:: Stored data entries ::
• • • •
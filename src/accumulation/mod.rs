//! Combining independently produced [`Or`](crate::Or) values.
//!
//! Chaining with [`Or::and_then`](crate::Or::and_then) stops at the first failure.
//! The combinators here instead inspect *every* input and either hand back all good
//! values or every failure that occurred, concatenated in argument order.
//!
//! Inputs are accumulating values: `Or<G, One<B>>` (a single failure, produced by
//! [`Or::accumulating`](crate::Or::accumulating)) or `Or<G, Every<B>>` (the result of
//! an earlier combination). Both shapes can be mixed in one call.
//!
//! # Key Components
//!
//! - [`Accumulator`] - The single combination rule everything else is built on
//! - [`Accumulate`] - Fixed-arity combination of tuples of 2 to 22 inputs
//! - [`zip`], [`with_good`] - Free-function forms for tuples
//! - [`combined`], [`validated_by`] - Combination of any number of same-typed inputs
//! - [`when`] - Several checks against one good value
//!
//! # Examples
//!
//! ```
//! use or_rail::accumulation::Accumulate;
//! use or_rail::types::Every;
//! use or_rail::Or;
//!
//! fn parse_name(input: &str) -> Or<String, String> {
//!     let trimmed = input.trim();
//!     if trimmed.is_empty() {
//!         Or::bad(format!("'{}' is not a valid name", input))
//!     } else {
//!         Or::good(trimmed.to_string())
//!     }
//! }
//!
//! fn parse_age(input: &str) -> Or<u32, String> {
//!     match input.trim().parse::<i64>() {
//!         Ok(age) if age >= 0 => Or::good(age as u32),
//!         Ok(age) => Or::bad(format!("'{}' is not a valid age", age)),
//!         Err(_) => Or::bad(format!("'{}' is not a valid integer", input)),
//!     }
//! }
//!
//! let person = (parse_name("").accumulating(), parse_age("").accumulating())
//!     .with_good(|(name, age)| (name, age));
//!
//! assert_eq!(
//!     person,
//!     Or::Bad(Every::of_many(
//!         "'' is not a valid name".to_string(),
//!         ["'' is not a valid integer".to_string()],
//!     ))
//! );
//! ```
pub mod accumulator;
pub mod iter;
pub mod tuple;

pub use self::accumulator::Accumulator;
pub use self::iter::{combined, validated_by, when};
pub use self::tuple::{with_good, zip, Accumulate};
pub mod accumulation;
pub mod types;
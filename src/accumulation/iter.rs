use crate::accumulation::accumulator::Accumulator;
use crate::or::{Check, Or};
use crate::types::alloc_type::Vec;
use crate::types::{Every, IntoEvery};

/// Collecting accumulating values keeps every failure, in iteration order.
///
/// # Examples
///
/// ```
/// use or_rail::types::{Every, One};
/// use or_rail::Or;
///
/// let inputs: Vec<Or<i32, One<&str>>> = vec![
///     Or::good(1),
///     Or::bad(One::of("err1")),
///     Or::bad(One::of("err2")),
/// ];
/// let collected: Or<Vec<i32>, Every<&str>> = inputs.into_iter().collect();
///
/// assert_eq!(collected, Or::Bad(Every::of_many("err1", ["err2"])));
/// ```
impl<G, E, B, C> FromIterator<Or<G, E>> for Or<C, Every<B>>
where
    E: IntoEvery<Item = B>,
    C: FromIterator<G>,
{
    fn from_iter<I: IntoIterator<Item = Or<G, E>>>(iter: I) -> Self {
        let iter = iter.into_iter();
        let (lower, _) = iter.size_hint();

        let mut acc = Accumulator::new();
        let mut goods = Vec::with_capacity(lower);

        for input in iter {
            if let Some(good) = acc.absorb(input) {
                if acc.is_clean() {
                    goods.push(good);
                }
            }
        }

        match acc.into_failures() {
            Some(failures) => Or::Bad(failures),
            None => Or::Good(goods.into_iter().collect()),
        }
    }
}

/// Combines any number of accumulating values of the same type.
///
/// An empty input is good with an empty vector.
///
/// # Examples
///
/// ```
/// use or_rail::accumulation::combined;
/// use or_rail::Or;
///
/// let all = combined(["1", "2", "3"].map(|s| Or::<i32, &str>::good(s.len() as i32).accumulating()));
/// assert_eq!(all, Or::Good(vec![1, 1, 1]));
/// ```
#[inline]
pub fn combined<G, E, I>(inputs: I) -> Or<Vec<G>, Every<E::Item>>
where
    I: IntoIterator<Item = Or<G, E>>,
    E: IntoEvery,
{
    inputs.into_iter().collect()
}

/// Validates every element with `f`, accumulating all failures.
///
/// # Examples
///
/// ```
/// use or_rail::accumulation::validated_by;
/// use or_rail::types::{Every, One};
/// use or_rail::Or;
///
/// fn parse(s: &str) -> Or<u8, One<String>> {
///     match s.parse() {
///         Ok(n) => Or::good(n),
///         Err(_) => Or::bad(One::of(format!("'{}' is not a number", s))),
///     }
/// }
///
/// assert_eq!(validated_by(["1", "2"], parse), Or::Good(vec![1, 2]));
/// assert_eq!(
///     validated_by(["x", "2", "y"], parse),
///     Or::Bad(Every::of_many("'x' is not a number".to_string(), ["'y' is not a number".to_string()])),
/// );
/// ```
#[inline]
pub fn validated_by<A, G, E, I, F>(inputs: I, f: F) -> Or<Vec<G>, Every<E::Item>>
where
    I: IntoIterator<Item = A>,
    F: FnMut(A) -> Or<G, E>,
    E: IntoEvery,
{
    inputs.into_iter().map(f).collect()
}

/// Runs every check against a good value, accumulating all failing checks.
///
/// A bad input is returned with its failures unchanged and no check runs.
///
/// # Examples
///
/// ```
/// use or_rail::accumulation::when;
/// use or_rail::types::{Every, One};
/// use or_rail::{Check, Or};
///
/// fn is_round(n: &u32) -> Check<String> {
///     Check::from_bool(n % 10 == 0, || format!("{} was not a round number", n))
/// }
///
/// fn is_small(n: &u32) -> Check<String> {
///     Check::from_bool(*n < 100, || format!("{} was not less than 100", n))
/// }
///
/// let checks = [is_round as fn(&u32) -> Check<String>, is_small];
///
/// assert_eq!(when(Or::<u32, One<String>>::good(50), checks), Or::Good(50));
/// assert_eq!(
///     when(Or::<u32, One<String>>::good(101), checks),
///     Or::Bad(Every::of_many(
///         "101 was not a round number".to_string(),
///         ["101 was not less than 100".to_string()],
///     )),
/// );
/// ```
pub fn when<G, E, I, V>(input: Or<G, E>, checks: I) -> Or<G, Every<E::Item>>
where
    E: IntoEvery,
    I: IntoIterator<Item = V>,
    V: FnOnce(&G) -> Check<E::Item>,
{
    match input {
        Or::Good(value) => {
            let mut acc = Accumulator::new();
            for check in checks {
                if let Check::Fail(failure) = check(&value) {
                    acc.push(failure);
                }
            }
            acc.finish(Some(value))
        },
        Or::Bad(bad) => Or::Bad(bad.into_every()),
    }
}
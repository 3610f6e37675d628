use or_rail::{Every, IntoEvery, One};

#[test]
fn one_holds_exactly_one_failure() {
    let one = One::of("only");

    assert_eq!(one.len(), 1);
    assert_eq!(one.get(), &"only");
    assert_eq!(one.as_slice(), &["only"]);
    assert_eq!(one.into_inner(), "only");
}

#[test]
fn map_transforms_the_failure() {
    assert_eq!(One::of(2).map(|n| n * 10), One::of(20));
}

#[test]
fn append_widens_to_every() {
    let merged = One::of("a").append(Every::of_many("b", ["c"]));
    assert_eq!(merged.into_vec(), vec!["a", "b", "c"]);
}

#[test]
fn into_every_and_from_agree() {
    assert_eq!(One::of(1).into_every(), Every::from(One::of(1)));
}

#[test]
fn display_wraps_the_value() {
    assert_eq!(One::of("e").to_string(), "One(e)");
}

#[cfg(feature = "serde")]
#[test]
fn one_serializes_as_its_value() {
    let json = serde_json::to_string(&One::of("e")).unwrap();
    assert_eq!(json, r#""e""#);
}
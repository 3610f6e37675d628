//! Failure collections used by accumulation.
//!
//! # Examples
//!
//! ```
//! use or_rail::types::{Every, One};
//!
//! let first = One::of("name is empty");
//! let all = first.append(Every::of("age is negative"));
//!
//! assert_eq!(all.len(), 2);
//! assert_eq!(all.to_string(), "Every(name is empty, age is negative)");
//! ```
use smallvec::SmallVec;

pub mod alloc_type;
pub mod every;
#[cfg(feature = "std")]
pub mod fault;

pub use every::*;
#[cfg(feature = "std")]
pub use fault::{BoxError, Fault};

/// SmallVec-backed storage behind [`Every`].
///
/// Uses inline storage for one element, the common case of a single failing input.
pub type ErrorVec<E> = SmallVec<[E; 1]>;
• • • •
:: What the task requires ::
How many of the lines above contain the word "SmallVec"? Only the number should be given.

:: Your solution ::
3